_Your instructions:_ The lines you return must be all those in the data that hold the string "reading".

_Material for the task:_
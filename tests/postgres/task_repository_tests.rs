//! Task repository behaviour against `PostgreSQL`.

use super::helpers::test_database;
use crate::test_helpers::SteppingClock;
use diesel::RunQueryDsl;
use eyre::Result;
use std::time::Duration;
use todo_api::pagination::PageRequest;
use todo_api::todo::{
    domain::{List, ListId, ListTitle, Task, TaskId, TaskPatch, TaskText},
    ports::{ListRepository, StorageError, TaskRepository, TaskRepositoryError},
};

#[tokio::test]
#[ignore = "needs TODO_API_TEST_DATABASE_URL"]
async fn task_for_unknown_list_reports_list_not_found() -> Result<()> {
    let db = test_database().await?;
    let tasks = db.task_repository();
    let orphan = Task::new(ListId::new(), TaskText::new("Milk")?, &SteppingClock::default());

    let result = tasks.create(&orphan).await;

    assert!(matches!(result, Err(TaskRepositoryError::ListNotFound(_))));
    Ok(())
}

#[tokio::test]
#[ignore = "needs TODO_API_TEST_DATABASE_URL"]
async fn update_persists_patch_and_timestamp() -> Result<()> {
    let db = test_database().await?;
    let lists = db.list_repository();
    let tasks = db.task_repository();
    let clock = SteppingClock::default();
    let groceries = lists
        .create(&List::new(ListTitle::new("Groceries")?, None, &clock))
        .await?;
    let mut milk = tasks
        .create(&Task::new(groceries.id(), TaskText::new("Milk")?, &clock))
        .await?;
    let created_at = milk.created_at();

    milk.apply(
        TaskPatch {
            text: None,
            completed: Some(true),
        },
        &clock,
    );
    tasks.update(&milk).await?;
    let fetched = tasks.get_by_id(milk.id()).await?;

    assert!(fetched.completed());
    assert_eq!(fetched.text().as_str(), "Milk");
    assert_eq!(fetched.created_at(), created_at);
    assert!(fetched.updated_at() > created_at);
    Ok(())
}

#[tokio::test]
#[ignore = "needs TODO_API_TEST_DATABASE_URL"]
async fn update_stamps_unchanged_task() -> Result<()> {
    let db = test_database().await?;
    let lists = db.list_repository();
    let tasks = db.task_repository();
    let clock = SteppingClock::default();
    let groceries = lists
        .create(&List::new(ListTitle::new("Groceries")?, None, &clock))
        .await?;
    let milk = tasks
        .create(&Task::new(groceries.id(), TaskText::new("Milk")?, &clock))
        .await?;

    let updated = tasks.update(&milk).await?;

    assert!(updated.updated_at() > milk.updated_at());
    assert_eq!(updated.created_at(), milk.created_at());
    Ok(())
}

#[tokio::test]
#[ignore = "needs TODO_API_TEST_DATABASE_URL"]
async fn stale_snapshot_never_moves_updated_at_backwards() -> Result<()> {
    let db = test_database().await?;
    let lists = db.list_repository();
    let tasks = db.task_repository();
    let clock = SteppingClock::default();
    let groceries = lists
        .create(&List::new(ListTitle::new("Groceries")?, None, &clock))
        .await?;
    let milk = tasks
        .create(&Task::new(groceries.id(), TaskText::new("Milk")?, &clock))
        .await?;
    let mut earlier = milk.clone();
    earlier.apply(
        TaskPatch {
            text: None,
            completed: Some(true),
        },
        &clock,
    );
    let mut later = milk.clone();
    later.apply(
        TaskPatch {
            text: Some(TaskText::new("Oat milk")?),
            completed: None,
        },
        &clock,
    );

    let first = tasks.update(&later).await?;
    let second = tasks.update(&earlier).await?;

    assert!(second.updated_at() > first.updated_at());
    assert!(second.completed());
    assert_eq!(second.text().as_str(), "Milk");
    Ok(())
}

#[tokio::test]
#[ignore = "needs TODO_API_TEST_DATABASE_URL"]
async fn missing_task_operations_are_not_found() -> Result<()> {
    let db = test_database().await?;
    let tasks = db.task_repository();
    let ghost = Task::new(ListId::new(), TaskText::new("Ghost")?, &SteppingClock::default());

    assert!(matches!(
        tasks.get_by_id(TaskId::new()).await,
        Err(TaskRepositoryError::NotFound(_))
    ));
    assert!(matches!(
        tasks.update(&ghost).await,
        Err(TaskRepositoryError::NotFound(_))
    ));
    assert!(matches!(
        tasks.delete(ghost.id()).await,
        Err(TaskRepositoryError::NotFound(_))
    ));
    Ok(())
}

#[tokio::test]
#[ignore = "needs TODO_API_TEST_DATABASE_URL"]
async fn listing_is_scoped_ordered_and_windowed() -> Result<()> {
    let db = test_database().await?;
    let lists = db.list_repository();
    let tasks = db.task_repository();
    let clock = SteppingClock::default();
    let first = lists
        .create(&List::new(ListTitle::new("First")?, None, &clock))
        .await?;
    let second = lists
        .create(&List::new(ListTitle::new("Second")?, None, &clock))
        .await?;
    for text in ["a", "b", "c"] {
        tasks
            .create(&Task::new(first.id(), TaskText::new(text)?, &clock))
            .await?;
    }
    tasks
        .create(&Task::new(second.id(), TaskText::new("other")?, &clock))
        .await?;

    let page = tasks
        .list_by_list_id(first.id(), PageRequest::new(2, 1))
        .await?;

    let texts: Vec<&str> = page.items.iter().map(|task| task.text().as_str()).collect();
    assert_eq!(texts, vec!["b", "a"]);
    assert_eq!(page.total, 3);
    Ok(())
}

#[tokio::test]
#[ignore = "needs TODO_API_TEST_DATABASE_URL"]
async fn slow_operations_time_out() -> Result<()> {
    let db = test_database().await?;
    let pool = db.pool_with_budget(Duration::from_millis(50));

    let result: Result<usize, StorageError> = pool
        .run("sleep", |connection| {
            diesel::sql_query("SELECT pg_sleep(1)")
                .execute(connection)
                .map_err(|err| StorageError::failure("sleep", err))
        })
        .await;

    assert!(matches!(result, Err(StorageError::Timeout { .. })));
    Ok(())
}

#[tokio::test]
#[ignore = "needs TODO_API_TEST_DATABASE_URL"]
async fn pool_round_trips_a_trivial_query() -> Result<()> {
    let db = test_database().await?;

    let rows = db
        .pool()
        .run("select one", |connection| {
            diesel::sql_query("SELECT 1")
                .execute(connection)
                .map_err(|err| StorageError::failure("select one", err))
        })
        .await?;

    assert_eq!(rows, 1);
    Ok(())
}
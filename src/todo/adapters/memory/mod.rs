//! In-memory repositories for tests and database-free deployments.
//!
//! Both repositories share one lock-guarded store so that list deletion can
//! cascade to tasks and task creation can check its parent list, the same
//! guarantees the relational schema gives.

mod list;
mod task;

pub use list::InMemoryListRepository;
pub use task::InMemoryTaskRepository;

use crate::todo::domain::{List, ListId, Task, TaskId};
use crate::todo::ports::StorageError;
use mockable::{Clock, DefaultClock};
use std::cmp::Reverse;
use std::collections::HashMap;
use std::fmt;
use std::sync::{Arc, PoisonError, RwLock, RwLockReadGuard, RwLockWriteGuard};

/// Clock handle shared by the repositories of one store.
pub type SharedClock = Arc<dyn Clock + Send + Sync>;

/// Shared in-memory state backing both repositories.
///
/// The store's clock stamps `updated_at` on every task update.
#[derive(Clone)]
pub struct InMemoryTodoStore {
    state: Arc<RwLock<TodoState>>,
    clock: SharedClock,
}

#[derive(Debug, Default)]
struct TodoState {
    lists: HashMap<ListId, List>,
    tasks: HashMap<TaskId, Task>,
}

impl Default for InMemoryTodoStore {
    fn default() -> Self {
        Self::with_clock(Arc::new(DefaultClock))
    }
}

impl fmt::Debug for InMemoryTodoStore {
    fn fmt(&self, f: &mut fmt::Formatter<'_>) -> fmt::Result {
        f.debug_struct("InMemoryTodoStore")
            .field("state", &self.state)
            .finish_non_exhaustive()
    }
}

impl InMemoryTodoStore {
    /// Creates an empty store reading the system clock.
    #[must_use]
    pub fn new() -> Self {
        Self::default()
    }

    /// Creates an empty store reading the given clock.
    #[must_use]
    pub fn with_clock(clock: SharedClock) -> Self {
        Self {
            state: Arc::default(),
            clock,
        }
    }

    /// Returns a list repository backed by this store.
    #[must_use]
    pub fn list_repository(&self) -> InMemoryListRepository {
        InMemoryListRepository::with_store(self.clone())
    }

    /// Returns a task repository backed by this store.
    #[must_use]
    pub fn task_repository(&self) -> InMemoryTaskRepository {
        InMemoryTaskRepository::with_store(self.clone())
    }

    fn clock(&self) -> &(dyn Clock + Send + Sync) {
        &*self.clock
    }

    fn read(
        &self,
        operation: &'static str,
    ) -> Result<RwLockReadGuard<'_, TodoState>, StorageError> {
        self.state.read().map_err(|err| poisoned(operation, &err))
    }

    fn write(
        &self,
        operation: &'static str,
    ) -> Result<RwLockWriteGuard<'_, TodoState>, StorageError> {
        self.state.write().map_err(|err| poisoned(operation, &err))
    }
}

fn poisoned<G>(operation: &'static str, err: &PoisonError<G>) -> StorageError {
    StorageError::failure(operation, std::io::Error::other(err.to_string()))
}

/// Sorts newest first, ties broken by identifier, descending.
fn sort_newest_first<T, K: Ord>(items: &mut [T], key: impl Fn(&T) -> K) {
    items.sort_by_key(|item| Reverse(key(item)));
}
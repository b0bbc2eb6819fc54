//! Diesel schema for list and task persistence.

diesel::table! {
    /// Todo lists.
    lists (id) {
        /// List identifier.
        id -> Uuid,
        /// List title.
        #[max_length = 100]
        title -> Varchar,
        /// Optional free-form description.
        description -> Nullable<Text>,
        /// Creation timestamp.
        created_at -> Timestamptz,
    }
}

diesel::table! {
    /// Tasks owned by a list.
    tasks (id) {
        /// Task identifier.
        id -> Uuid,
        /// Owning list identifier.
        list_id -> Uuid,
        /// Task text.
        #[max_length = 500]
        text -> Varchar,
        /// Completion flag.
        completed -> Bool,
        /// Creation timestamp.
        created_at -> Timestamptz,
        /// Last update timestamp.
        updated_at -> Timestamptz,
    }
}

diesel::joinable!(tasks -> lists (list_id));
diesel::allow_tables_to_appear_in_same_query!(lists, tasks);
...
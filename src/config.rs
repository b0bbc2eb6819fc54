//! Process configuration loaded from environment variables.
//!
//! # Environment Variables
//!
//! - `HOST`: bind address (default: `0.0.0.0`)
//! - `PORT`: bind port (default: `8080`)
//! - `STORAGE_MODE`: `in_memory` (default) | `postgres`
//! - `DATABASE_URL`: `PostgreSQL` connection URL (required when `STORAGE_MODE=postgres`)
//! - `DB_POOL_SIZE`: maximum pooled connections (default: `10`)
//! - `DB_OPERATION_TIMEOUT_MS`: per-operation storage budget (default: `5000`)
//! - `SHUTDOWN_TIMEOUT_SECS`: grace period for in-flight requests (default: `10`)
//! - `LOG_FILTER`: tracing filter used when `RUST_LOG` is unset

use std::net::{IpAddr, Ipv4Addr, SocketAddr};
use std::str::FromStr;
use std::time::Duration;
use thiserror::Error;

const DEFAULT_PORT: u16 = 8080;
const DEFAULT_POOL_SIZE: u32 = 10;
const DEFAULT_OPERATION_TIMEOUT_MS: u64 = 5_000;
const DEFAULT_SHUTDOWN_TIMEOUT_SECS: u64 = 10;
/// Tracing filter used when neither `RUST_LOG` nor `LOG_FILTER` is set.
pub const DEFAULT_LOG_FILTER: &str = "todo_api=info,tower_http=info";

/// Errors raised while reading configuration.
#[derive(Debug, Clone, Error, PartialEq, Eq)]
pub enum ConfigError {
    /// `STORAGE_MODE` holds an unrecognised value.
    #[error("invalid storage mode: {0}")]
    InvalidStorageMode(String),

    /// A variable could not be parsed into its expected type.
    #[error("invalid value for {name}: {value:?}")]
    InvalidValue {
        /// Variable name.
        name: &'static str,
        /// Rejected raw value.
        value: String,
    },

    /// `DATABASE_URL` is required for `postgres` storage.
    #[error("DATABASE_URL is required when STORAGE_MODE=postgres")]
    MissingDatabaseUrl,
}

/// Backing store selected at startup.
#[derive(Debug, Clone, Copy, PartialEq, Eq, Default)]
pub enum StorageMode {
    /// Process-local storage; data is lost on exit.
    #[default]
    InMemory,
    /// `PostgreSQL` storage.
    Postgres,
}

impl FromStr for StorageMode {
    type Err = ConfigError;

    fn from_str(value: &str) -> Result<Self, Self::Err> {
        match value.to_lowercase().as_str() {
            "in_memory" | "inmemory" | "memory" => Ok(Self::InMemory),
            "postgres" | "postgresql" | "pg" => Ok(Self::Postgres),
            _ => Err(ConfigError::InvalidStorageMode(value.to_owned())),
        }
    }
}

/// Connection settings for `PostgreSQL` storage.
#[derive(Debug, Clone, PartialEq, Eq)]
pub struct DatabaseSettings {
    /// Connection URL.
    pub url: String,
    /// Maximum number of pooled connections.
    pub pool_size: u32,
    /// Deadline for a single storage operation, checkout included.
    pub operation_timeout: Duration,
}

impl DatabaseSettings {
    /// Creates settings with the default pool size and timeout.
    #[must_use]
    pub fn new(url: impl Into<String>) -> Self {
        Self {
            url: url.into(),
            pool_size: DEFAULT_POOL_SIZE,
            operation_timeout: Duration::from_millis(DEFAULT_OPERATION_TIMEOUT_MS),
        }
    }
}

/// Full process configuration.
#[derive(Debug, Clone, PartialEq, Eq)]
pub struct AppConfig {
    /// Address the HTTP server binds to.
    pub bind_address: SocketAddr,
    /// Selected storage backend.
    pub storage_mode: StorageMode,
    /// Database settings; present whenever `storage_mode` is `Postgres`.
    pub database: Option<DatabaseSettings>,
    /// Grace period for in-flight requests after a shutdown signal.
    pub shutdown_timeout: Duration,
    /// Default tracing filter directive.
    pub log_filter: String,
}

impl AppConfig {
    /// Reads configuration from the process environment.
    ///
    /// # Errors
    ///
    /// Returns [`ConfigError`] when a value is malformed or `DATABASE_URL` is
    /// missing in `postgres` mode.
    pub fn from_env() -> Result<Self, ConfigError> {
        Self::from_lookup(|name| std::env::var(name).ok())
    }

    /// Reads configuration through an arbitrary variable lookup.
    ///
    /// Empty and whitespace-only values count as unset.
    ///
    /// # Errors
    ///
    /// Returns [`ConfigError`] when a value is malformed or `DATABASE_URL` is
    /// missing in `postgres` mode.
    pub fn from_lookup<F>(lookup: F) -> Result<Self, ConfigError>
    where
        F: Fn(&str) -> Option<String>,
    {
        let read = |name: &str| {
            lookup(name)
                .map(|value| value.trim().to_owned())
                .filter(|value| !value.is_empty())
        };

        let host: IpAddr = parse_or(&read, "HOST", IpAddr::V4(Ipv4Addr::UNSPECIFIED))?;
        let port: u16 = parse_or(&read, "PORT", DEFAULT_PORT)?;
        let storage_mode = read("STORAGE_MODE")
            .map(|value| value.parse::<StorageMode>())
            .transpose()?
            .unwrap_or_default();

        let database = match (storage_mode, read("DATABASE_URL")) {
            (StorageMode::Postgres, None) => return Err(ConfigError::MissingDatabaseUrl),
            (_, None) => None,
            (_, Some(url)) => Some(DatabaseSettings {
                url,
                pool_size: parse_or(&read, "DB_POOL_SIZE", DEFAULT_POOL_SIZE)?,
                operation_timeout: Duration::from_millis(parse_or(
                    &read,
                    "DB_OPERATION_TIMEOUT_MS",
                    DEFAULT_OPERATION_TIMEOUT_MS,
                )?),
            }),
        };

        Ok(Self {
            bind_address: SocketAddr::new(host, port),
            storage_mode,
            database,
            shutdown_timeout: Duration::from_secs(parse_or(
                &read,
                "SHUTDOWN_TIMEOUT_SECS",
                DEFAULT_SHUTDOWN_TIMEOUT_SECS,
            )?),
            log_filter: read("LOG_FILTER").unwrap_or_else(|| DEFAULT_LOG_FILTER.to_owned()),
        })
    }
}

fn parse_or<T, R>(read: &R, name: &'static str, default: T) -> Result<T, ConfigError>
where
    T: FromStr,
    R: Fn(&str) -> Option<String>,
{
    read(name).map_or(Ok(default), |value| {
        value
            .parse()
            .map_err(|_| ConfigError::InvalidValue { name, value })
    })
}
* * *
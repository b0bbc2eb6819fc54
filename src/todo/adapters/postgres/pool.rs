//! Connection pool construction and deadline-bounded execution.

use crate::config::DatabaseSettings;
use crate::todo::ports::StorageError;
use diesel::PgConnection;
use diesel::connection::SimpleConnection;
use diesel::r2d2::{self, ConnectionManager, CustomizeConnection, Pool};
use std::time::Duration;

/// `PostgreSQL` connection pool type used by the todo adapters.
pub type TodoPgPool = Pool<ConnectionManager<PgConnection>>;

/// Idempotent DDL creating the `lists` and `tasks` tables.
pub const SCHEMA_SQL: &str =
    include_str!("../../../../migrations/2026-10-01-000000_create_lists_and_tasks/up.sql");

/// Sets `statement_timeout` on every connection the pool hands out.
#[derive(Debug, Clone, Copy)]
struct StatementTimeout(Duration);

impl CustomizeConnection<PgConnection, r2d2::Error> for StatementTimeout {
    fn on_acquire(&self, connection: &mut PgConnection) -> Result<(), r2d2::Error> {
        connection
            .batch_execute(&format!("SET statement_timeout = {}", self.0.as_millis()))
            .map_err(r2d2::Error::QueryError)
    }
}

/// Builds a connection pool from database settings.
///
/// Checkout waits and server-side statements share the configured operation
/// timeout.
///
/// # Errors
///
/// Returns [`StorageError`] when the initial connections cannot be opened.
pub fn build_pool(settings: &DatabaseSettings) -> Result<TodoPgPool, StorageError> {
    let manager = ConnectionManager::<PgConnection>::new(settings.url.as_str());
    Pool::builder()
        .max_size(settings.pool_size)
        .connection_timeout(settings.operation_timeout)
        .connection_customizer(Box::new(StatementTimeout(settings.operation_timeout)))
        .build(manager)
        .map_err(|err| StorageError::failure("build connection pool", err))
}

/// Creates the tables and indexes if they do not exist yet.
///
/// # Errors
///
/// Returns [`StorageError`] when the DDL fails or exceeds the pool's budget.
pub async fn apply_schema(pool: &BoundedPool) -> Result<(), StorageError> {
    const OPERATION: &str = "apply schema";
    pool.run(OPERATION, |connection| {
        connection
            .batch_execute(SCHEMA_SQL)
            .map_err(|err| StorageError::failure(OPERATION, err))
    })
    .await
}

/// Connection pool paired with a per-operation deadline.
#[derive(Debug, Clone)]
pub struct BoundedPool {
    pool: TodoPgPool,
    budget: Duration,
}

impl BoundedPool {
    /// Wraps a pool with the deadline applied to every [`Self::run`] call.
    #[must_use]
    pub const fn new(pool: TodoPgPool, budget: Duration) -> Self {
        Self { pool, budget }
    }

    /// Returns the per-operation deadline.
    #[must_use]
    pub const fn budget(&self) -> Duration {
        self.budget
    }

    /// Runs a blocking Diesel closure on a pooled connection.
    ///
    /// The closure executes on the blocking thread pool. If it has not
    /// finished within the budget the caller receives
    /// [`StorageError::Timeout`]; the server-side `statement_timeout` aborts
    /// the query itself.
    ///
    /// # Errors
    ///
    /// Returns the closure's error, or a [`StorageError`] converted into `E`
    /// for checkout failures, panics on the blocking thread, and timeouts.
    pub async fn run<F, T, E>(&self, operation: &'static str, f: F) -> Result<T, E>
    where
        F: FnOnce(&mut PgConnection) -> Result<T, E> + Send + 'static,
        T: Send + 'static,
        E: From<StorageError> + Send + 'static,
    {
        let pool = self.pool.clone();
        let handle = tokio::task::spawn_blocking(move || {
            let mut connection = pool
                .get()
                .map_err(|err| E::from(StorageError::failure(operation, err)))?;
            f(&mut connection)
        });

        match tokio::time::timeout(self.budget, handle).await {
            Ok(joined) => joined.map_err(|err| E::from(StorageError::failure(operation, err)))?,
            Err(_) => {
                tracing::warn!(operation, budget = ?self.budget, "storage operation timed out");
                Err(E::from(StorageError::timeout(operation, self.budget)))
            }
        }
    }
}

_Reply:_
    /// Creates an empty store reading the system clock.
    /// Creates an empty store reading the given clock.
/// Errors raised while reading configuration.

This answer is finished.